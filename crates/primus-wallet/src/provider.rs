//! Wallet provider abstraction (EIP-1193 request surface)

use async_trait::async_trait;
use primus_types::{Address, ChainConfig, ChainId};
use std::sync::Arc;

use crate::error::WalletResult;
use crate::signer::Signer;

#[async_trait]
pub trait WalletProvider: Send + Sync {
    /// `eth_requestAccounts`: asks the wallet for account access
    async fn request_accounts(&self) -> WalletResult<Vec<Address>>;

    /// `eth_chainId`: chain the wallet is currently on
    async fn chain_id(&self) -> WalletResult<ChainId>;

    /// `wallet_switchEthereumChain`
    async fn switch_chain(&self, chain_id: ChainId) -> WalletResult<()>;

    /// `wallet_addEthereumChain`
    async fn add_chain(&self, config: &ChainConfig) -> WalletResult<()>;

    /// Signer for one of the accounts returned by `request_accounts`
    fn signer(&self, address: Address) -> WalletResult<Arc<dyn Signer>>;
}
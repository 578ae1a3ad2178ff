//! Wallet error types

use primus_types::{Address, ChainId};
use thiserror::Error;

/// EIP-1193: the user rejected the request
pub const ERROR_USER_REJECTED: i64 = 4001;
/// EIP-3326: the wallet does not know the requested chain
pub const ERROR_UNRECOGNIZED_CHAIN: i64 = 4902;

#[derive(Debug, Error)]
pub enum WalletError {
    #[error("No wallet provider available")]
    NoProvider,

    #[error("Wallet returned no accounts")]
    NoAccounts,

    #[error("Account {0} is not managed by this wallet")]
    UnknownAccount(Address),

    #[error("User rejected the request")]
    UserRejected,

    #[error("Unrecognized chain id {0}")]
    UnrecognizedChain(ChainId),

    #[error("No built-in configuration for chain {0}")]
    UnsupportedChain(ChainId),

    #[error("Wallet RPC error {code}: {message}")]
    Rpc { code: i64, message: String },

    #[error("Invalid key: {0}")]
    InvalidKey(String),

    #[error("Invalid signature: {0}")]
    InvalidSignature(String),

    #[error("Transport error: {0}")]
    Transport(String),

    #[error("IO error: {0}")]
    Io(#[from] std::io::Error),
}

impl WalletError {
    /// Map an EIP-1193 error object onto a typed error
    pub fn from_rpc(code: i64, message: impl Into<String>, chain_id: Option<ChainId>) -> Self {
        match (code, chain_id) {
            (ERROR_USER_REJECTED, _) => WalletError::UserRejected,
            (ERROR_UNRECOGNIZED_CHAIN, Some(chain_id)) => WalletError::UnrecognizedChain(chain_id),
            _ => WalletError::Rpc {
                code,
                message: message.into(),
            },
        }
    }

    /// EIP-1193 error code, where one applies
    pub fn code(&self) -> Option<i64> {
        match self {
            WalletError::UserRejected => Some(ERROR_USER_REJECTED),
            WalletError::UnrecognizedChain(_) => Some(ERROR_UNRECOGNIZED_CHAIN),
            WalletError::Rpc { code, .. } => Some(*code),
            _ => None,
        }
    }

    pub fn is_unrecognized_chain(&self) -> bool {
        self.code() == Some(ERROR_UNRECOGNIZED_CHAIN)
    }
}

impl From<reqwest::Error> for WalletError {
    fn from(e: reqwest::Error) -> Self {
        WalletError::Transport(e.to_string())
    }
}

pub type WalletResult<T> = std::result::Result<T, WalletError>;

#[cfg(test)]
mod tests {
    use super::*;

    #[test]
    fn test_rpc_code_mapping() {
        assert!(matches!(
            WalletError::from_rpc(4001, "denied", None),
            WalletError::UserRejected
        ));
        let err = WalletError::from_rpc(4902, "unknown chain", Some(ChainId::BASE));
        assert!(err.is_unrecognized_chain());

        let other = WalletError::from_rpc(-32603, "internal", None);
        assert_eq!(other.code(), Some(-32603));
        assert!(!other.is_unrecognized_chain());
    }

    #[test]
    fn test_unrecognized_code_without_chain_stays_raw() {
        let err = WalletError::from_rpc(4902, "unknown chain", None);
        assert!(matches!(err, WalletError::Rpc { code: 4902, .. }));
        assert!(err.is_unrecognized_chain());
    }
}
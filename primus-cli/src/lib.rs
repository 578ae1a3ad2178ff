//! Primus CLI library: configuration, the attestation flow and its
//! terminal reporting. The `primus` binary is a thin layer over these.

pub mod config;
pub mod context;
pub mod flow;
pub mod output;

pub use config::Config;
pub use flow::{
    run_flow, FlowError, FlowOptions, FlowOutcome, FlowReporter, Session, SilentReporter,
    WithdrawOptions,
};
═══
Exercise description. In full and word for word, output the entries.

Written solution.
filename crates/primus-wallet/src/provider.rs
//! Wallet provider abstraction (EIP-1193 request surface)

use async_trait::async_trait;
use primus_types::{Address, ChainConfig, ChainId};
use std::sync::Arc;

use crate::error::WalletResult;
use crate::signer::Signer;

#[async_trait]
pub trait WalletProvider: Send + Sync {
    /// `eth_requestAccounts`: asks the wallet for account access
    async fn request_accounts(&self) -> WalletResult<Vec<Address>>;

    /// `eth_chainId`: chain the wallet is currently on
    async fn chain_id(&self) -> WalletResult<ChainId>;

    /// `wallet_switchEthereumChain`
    async fn switch_chain(&self, chain_id: ChainId) -> WalletResult<()>;

    /// `wallet_addEthereumChain`
    async fn add_chain(&self, config: &ChainConfig) -> WalletResult<()>;

    /// Signer for one of the accounts returned by `request_accounts`
    fn signer(&self, address: Address) -> WalletResult<Arc<dyn Signer>>;
}
repository 578ae1a3ad2178ff
//! Wallet error types

use primus_types::{Address, ChainId};
use thiserror::Error;

/// EIP-1193: the user rejected the request
pub const ERROR_USER_REJECTED: i64 = 4001;
/// EIP-3326: the wallet does not know the requested chain
pub const ERROR_UNRECOGNIZED_CHAIN: i64 = 4902;

#[derive(Debug, Error)]
pub enum WalletError {
    #[error("No wallet provider available")]
    NoProvider,

    #[error("Wallet returned no accounts")]
    NoAccounts,

    #[error("Account {0} is not managed by this wallet")]
    UnknownAccount(Address),

    #[error("User rejected the request")]
    UserRejected,

    #[error("Unrecognized chain id {0}")]
    UnrecognizedChain(ChainId),

    #[error("No built-in configuration for chain {0}")]
    UnsupportedChain(ChainId),

    #[error("Wallet RPC error {code}: {message}")]
    Rpc { code: i64, message: String },

    #[error("Invalid key: {0}")]
    InvalidKey(String),

    #[error("Invalid signature: {0}")]
    InvalidSignature(String),

    #[error("Transport error: {0}")]
    Transport(String),

    #[error("IO error: {0}")]
    Io(#[from] std::io::Error),
}

impl WalletError {
    /// Map an EIP-1193 error object onto a typed error
    pub fn from_rpc(code: i64, message: impl Into<String>, chain_id: Option<ChainId>) -> Self {
        match (code, chain_id) {
            (ERROR_USER_REJECTED, _) => WalletError::UserRejected,
            (ERROR_UNRECOGNIZED_CHAIN, Some(chain_id)) => WalletError::UnrecognizedChain(chain_id),
            _ => WalletError::Rpc {
                code,
                message: message.into(),
            },
        }
    }

    /// EIP-1193 error code, where one applies
    pub fn code(&self) -> Option<i64> {
        match self {
            WalletError::UserRejected => Some(ERROR_USER_REJECTED),
            WalletError::UnrecognizedChain(_) => Some(ERROR_UNRECOGNIZED_CHAIN),
            WalletError::Rpc { code, .. } => Some(*code),
            _ => None,
        }
    }

    pub fn is_unrecognized_chain(&self) -> bool {
        self.code() == Some(ERROR_UNRECOGNIZED_CHAIN)
    }
}

impl From<reqwest::Error> for WalletError {
    fn from(e: reqwest::Error) -> Self {
        WalletError::Transport(e.to_string())
    }
}

pub type WalletResult<T> = std::result::Result<T, WalletError>;

#[cfg(test)]
mod tests {
    use super::*;

    #[test]
    fn test_rpc_code_mapping() {
        assert!(matches!(
            WalletError::from_rpc(4001, "denied", None),
            WalletError::UserRejected
        ));
        let err = WalletError::from_rpc(4902, "unknown chain", Some(ChainId::BASE));
        assert!(err.is_unrecognized_chain());

        let other = WalletError::from_rpc(-32603, "internal", None);
        assert_eq!(other.code(), Some(-32603));
        assert!(!other.is_unrecognized_chain());
    }

    #[test]
    fn test_unrecognized_code_without_chain_stays_raw() {
        let err = WalletError::from_rpc(4902, "unknown chain", None);
        assert!(matches!(err, WalletError::Rpc { code: 4902, .. }));
        assert!(err.is_unrecognized_chain());
    }
}
filename primus-cli/src/lib.rs
repository 578ae1a3ad2178ff
//! Primus CLI library: configuration, the attestation flow and its
//! terminal reporting. The `primus` binary is a thin layer over these.

pub mod config;
pub mod context;
pub mod flow;
pub mod output;

pub use config::Config;
pub use flow::{
    run_flow, FlowError, FlowOptions, FlowOutcome, FlowReporter, Session, SilentReporter,
    WithdrawOptions,
};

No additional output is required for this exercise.